PITTSBURGH — A shuffle of top executives at Highmark Health’s Allegheny Health Network continues as the 14-hospital health care system struggles to end three years of operating losses that continued through the end of September.
Eight AHN executives — three with decades of experience — have left or been reassigned within the past year. Among those leaving was Louise Urban, a registered nurse, who had almost 32 years’ experience at AHN hospitals, most recently serving as system COO.
On Monday, AHN said that system CFO James Rohrbaugh was leaving to “pursue other opportunities,” which followed the departure a week earlier of his colleague, James Kanuch, CFO of AHN’s physicians’ group. Rohrbaugh had nine years’ experience at AHN, Kanuch, 18 years.
AHN reported an operational loss of $144.1 million for the three months ending Sept. 30, up 24% from an operations’ loss of $116.2 million a year earlier, which drove down the system’s loss on core services for the quarter to 4.2%. The quarterly loss followed three consecutive years of operational losses the system blamed on continuing fallout from the COVID-19 pandemic, even as operating revenue and patient visits rose in the latest quarter.

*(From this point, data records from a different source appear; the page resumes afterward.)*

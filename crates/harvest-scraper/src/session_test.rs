use std::path::PathBuf;
use std::sync::Mutex;

use harvest_core::CardSelectors;

use super::*;
use crate::error::{PortError, ProviderError};
use crate::ports::FileCredentialStore;
use crate::testing::{FailPoint, FakePage};

/// Remembers the labels it was asked to record.
#[derive(Default)]
struct RecordingSink {
    labels: Mutex<Vec<String>>,
}

impl RecordingSink {
    fn labels(&self) -> Vec<String> {
        self.labels.lock().unwrap().clone()
    }
}

impl DiagnosticsSink for RecordingSink {
    fn record(&self, category: &str, label: &str, _capture: &[u8]) -> Result<PathBuf, PortError> {
        self.labels.lock().unwrap().push(label.to_owned());
        Ok(PathBuf::from(format!("{category}_{label}.png")))
    }
}

struct Harness {
    _dir: tempfile::TempDir,
    config: SessionConfig,
    decoder: CardDecoder,
    store: JsonStore,
    credentials: FileCredentialStore,
    diagnostics: RecordingSink,
}

impl Harness {
    fn new(max_cycles: u32) -> Self {
        let dir = tempfile::tempdir().unwrap();
        let mut config = SessionConfig::new(Url::parse("https://shop.example.com").unwrap());
        config.max_cycles = max_cycles;
        config.pacing = PacingConfig::instant();
        Self {
            store: JsonStore::new(dir.path().join("data")),
            credentials: FileCredentialStore::new(dir.path().join("cookies_raw.json")),
            decoder: CardDecoder::new(&CardSelectors::default()).unwrap(),
            diagnostics: RecordingSink::default(),
            config,
            _dir: dir,
        }
    }

    async fn run(&self, page: &mut FakePage) -> SessionReport {
        let orchestrator = SessionOrchestrator::new(
            &self.config,
            &self.decoder,
            &self.store,
            &self.credentials,
            &self.diagnostics,
        );
        let target = CategoryTarget::new("electronics", "https://shop.example.com/c/phones");
        let mut pacer = Pacer::seeded(self.config.pacing.clone(), 17);
        orchestrator.run(page, &target, &mut pacer).await
    }

    fn stored_names(&self) -> Vec<String> {
        self.store
            .load("electronics")
            .items
            .into_iter()
            .map(|i| i.name)
            .collect()
    }
}

fn listing(names: &[&str]) -> String {
    let cards: String = names
        .iter()
        .map(|n| {
            format!(
                r#"<div class="w-full cursor-pointer"><a href="/p/{n}"><h3>{n}</h3></a></div>"#
            )
        })
        .collect();
    format!("<html><body>{cards}</body></html>")
}

#[tokio::test]
async fn navigates_once_then_reloads_each_cycle() {
    let harness = Harness::new(3);
    let mut page = FakePage::new().with_pages(vec![listing(&["A"])]);
    let report = harness.run(&mut page).await;

    assert!(report.succeeded());
    assert_eq!(report.cycles.len(), 3);
    assert_eq!(page.loads, 3);
    assert_eq!(page.reloads, 2);
}

#[tokio::test]
async fn merges_after_every_cycle_and_deduplicates() {
    let harness = Harness::new(3);
    let mut page = FakePage::new().with_pages(vec![
        listing(&["A", "B"]),
        listing(&["B", "C"]),
        listing(&["C", "A"]),
    ]);
    let report = harness.run(&mut page).await;

    let added: Vec<usize> = report.cycles.iter().map(|c| c.added).collect();
    assert_eq!(added, vec![2, 1, 0]);
    assert_eq!(report.added, 3);
    assert_eq!(report.total, 3);
    assert_eq!(harness.stored_names(), vec!["A", "B", "C"]);
}

#[tokio::test]
async fn expansion_error_still_extracts_and_merges() {
    let harness = Harness::new(1);
    let mut page = FakePage::new()
        .with_expansions(2, true)
        .with_pages(vec![listing(&["A", "B"])])
        .failing_at(FailPoint::Invoke);
    let report = harness.run(&mut page).await;

    assert!(report.succeeded());
    assert!(matches!(
        report.cycles[0].end,
        ExpansionEnd::Error(ProviderError::Interaction { .. })
    ));
    assert_eq!(report.cycles[0].extracted, 2);
    assert_eq!(harness.stored_names(), vec!["A", "B"]);
}

#[tokio::test]
async fn expand_query_error_ends_cycle_not_session() {
    let harness = Harness::new(2);
    let mut page = FakePage::new()
        .with_pages(vec![listing(&["A"])])
        .failing_at(FailPoint::ExpandQuery);
    let report = harness.run(&mut page).await;

    assert!(report.succeeded());
    assert_eq!(report.cycles.len(), 2);
    assert!(report.cycles.iter().all(|c| c.end.label() == "error"));
}

#[tokio::test]
async fn cycle_reports_carry_expansion_end() {
    let harness = Harness::new(1);
    let mut page = FakePage::new()
        .with_expansions(3, true)
        .with_pages(vec![listing(&["A"])]);
    let report = harness.run(&mut page).await;
    assert!(matches!(report.cycles[0].end, ExpansionEnd::Terminal));
    assert_eq!(report.cycles[0].expansions, 3);
}

#[tokio::test]
async fn navigation_failure_aborts_with_error_and_final_diagnostics() {
    let harness = Harness::new(5);
    let mut page = FakePage::new()
        .failing_at(FailPoint::Navigate)
        .with_exported_credentials(b"[]");
    let report = harness.run(&mut page).await;

    assert!(matches!(
        report.status,
        SessionStatus::Failed(HarvestError::Provider(ProviderError::Navigation { .. }))
    ));
    assert!(report.cycles.is_empty());
    assert_eq!(harness.diagnostics.labels(), vec!["error", "final"]);
    assert_eq!(harness.credentials.load().unwrap().as_deref(), Some(b"[]".as_slice()));
}

#[tokio::test]
async fn reload_failure_keeps_earlier_cycles() {
    let harness = Harness::new(4);
    let mut page = FakePage::new()
        .with_pages(vec![listing(&["A", "B"])])
        .failing_at(FailPoint::Reload(2));
    let report = harness.run(&mut page).await;

    assert!(!report.succeeded());
    assert_eq!(report.cycles.len(), 2);
    assert_eq!(report.total, 2);
    assert_eq!(harness.stored_names(), vec!["A", "B"]);
}

#[tokio::test]
async fn snapshot_failure_is_critical() {
    let harness = Harness::new(2);
    let mut page = FakePage::new().failing_at(FailPoint::Snapshot);
    let report = harness.run(&mut page).await;
    assert!(matches!(
        report.status,
        SessionStatus::Failed(HarvestError::Provider(ProviderError::Query { .. }))
    ));
    assert!(!harness.store.path_for("electronics").exists());
}

#[tokio::test]
async fn store_write_failure_is_critical() {
    let harness = Harness::new(2);
    // A plain file where the data directory should be.
    std::fs::write(harness.store.data_dir(), b"not a dir").unwrap();
    let mut page = FakePage::new().with_pages(vec![listing(&["A"])]);
    let report = harness.run(&mut page).await;
    assert!(matches!(
        report.status,
        SessionStatus::Failed(HarvestError::Store(_))
    ));
    assert_eq!(page.loads, 1);
}

#[tokio::test]
async fn successful_session_captures_only_final_diagnostics() {
    let harness = Harness::new(1);
    let mut page = FakePage::new().with_pages(vec![listing(&["A"])]);
    harness.run(&mut page).await;
    assert_eq!(harness.diagnostics.labels(), vec!["final"]);
    assert_eq!(page.diagnostics_taken, 1);
}

#[tokio::test]
async fn stored_credentials_are_applied_and_refreshed() {
    let harness = Harness::new(1);
    harness.credentials.save(b"old-cookies").unwrap();
    let mut page = FakePage::new()
        .with_pages(vec![listing(&["A"])])
        .with_exported_credentials(b"new-cookies");
    harness.run(&mut page).await;

    assert_eq!(page.applied_credentials.as_deref(), Some(b"old-cookies".as_slice()));
    assert_eq!(
        harness.credentials.load().unwrap().as_deref(),
        Some(b"new-cookies".as_slice())
    );
}

#[tokio::test]
async fn missing_credentials_start_fresh() {
    let harness = Harness::new(1);
    let mut page = FakePage::new().with_pages(vec![listing(&["A"])]);
    let report = harness.run(&mut page).await;
    assert!(report.succeeded());
    assert!(page.applied_credentials.is_none());
    assert!(harness.credentials.load().unwrap().is_none());
}

#[tokio::test]
async fn relative_links_resolve_against_site_origin() {
    let harness = Harness::new(1);
    let mut page = FakePage::new().with_pages(vec![listing(&["Kettle"])]);
    harness.run(&mut page).await;
    let items = harness.store.load("electronics").items;
    assert_eq!(items[0].url, "https://shop.example.com/p/Kettle");
}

Things may not get much easier next year.
In a new note to investors, Fitch Ratings said nonprofit hospitals will continue to face headwinds in 2024.
“The industry continues to struggle with labor shortages and salary/wage/benefit pressure that is still compressing margins for a sizable portion of the sector, even as other core credit drivers, specifically volumes and overall liquidity, begin to improve,” Fitch wrote.
The system’s chief financial officer role will be filled by Brian Devine, current CFO at Highmark subsidiary enGen, a business tech company for health plans that was founded in 2014 as HM Solutions. Melissa Stephens Williamson, senior vice president for strategic programs and operations at Highmark Health, will succeed Devine as enGen CFO.
“At AHN, we are partnering with Highmark Health to build a sustainable, integrated economic model for health care, one that creates better outcomes and better experiences at lower costs,” AHN President Jim Benedict said in a prepared statement.
Other executives leaving Allegheny Health Network in the past year were Duke Rupert, senior vice president of operations, who had 26 years at the system; Don McNary, vice president of AHN’s Cancer Institute, 23 years’ experience; Chief Nursing Executive Claire M. Zangerle and Allie Quick, chief philanthropy officer, each six years.
The executive shuffle began a year ago with the reassignment of Cindy Hundorfean to chief living health development officer at Highmark from AHN president and CEO. Hundorfean, who was system CEO for seven years, came to AHN from Cleveland Clinic, where she served as chief administrative officer for 10 years.
Benedict, a lawyer and Cleveland Clinic alum, was named AHN president in March.
AHN spokesman Dan Laurent said the personnel changes were needed to meet the needs of a rapidly changing health care environment.
“Like all successful, forward thinking organizations, we routinely evaluate our evolving strategic objectives,” he said in a prepared statement. “Any changes implemented as part of this ongoing process reflect our efforts to position the organization as strongly as possible to meet the challenges of our industry and the diverse health needs of our patients and communities.”
Corporate parent Highmark Health, a $26 billion enterprise with a number of subsidiaries including AHN, has pumped nearly $2 billion into the system since 2013. The money has paid for five new hospitals, cancer clinics and other projects that have dramatically expanded the network’s footprint and improved its competitive footing against its biggest rival, UPMC.
Unlike UPMC and WVU Medicine in Morgantown, another health care giant in the region, Highmark’s primary source of revenue was insurance before the AHN acquisition, creating tension over reimbursement rates paid to a corporate subsidiary for patient medical care because insurance arms seek to pay lower reimbursement rates as opposed to networks whose primary source of revenue is hospital care, observers say.
UPMC was a medical provider years before it began selling health insurance in 1998 and Morgantown-based Peak Health LLC, a health insurer owned by WVU Medicine and other nonprofit investors, began selling coverage in September using a novel self-insured model.